Conservative Vector Fields Examples 1

Conservative Vector Fields Examples 1

Recall from the Conservative Vector Fields page that a vector field $\mathbf{F}$ is said to be conservative on the domain $D$ if there exists a function $\phi$ known as a potential function such that $\mathbf{F} = \nabla \phi$ on $D$.

We also proved a necessary condition for a vector field on $\mathbb{R}^2$ and a vector field on $\mathbb{R}^3$ to possess.
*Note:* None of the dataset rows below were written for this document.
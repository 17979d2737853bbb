//! Shared primitive types used across the CRM core.

use crate::error::{CrmError, CrmResult};
use serde::{Deserialize, Serialize};
use std::fmt;
use std::str::FromStr;

/// Auto-incremented row id for every stored entity.
pub type EntityId = i64;

/// Churn score on the 0–100 scale. Higher = more likely to churn.
pub type Score = u32;

/// The kinds of record an activity log entry may point at.
#[derive(Debug, Clone, Copy, Serialize, Deserialize, PartialEq, Eq, Hash)]
#[serde(rename_all = "snake_case")]
pub enum EntityKind {
    Customer,
    Deal,
    Ticket,
}

impl EntityKind {
    pub fn as_str(&self) -> &'static str {
        match self {
            Self::Customer => "customer",
            Self::Deal     => "deal",
            Self::Ticket   => "ticket",
        }
    }
}

impl FromStr for EntityKind {
    type Err = CrmError;

    fn from_str(s: &str) -> CrmResult<Self> {
        match s {
            "customer" => Ok(Self::Customer),
            "deal"     => Ok(Self::Deal),
            "ticket"   => Ok(Self::Ticket),
            other      => Err(CrmError::InvalidEnum {
                field: "entity_kind",
                value: other.to_string(),
            }),
        }
    }
}

/// Typed form of the `"<kind>:<id>"` relation key.
///
/// Parsed once at the storage / serde boundary so the scoring core never
/// splits strings.
#[derive(Debug, Clone, Copy, PartialEq, Eq, Hash, Serialize, Deserialize)]
#[serde(try_from = "String", into = "String")]
pub struct EntityRef {
    pub kind: EntityKind,
    pub id:   EntityId,
}

impl EntityRef {
    pub fn customer(id: EntityId) -> Self {
        Self { kind: EntityKind::Customer, id }
    }

    pub fn deal(id: EntityId) -> Self {
        Self { kind: EntityKind::Deal, id }
    }

    pub fn ticket(id: EntityId) -> Self {
        Self { kind: EntityKind::Ticket, id }
    }
}

impl fmt::Display for EntityRef {
    fn fmt(&self, f: &mut fmt::Formatter<'_>) -> fmt::Result {
        write!(f, "{}:{}", self.kind.as_str(), self.id)
    }
}

impl FromStr for EntityRef {
    type Err = CrmError;

    fn from_str(s: &str) -> CrmResult<Self> {
        let invalid = || CrmError::InvalidReference { value: s.to_string() };

        let (kind, id) = s.split_once(':').ok_or_else(invalid)?;
        let kind = kind.trim().parse::<EntityKind>().map_err(|_| invalid())?;
        let id = id.trim().parse::<EntityId>().map_err(|_| invalid())?;
        Ok(Self { kind, id })
    }
}

impl TryFrom<String> for EntityRef {
    type Error = CrmError;

    fn try_from(value: String) -> CrmResult<Self> {
        value.parse()
    }
}

impl From<EntityRef> for String {
    fn from(r: EntityRef) -> Self {
        r.to_string()
    }
}

#[cfg(test)]
mod tests {
    use super::*;

    #[test]
    fn parses_customer_reference() {
        let r: EntityRef = "customer:42".parse().unwrap();
        assert_eq!(r, EntityRef::customer(42));
        assert_eq!(r.to_string(), "customer:42");
    }

    #[test]
    fn rejects_malformed_references() {
        for bad in ["customer", "customer:", "account:1", ":7", "deal:abc", ""] {
            assert!(
                bad.parse::<EntityRef>().is_err(),
                "'{bad}' should not parse as an entity reference"
            );
        }
    }

    #[test]
    fn serializes_as_composite_string() {
        let json = serde_json::to_string(&EntityRef::ticket(9)).unwrap();
        assert_eq!(json, "\"ticket:9\"");

        let back: EntityRef = serde_json::from_str("\"deal:3\"").unwrap();
        assert_eq!(back, EntityRef::deal(3));
    }
}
Recall that if $\mathbf{F}(x, y) = P(x, y) \vec{i} + Q(x, y) \vec{j}$ is a conservative vector field on $D$ then we must have that for all points in $D$ that::

(1)
\begin{align} \quad \frac{\partial P}{\partial y} = \frac{\partial Q}{\partial x} \end{align}

Furthermore, recall that if $\mathbf{F}(x, y, z) = P(x, y, z) \vec{i} + Q(x, y, z) \vec{j} + R(x, y, z) \vec{k}$ is a conservative vector field on $D$ then we must have that for all points in $D$ that:

(2)
\begin{align} \quad \frac{\partial P}{\partial y} = \frac{\partial Q}{\partial x} \quad , \quad \frac{\partial P}{\partial z} = \frac{\partial R}{\partial x} \quad , \quad \frac{\partial Q}{\partial z} = \frac{\partial R}{\partial y} \end{align}

We will now look at some examples of determining whether a vector field is conservative or not.

Example 1

Determine whether the vector field $\mathbf{F}(x, y) = \frac{x}{x^2 + y^2} \vec{i} + \frac{y}{x^2 + y^2} \vec{j}$ is a conservative vector field.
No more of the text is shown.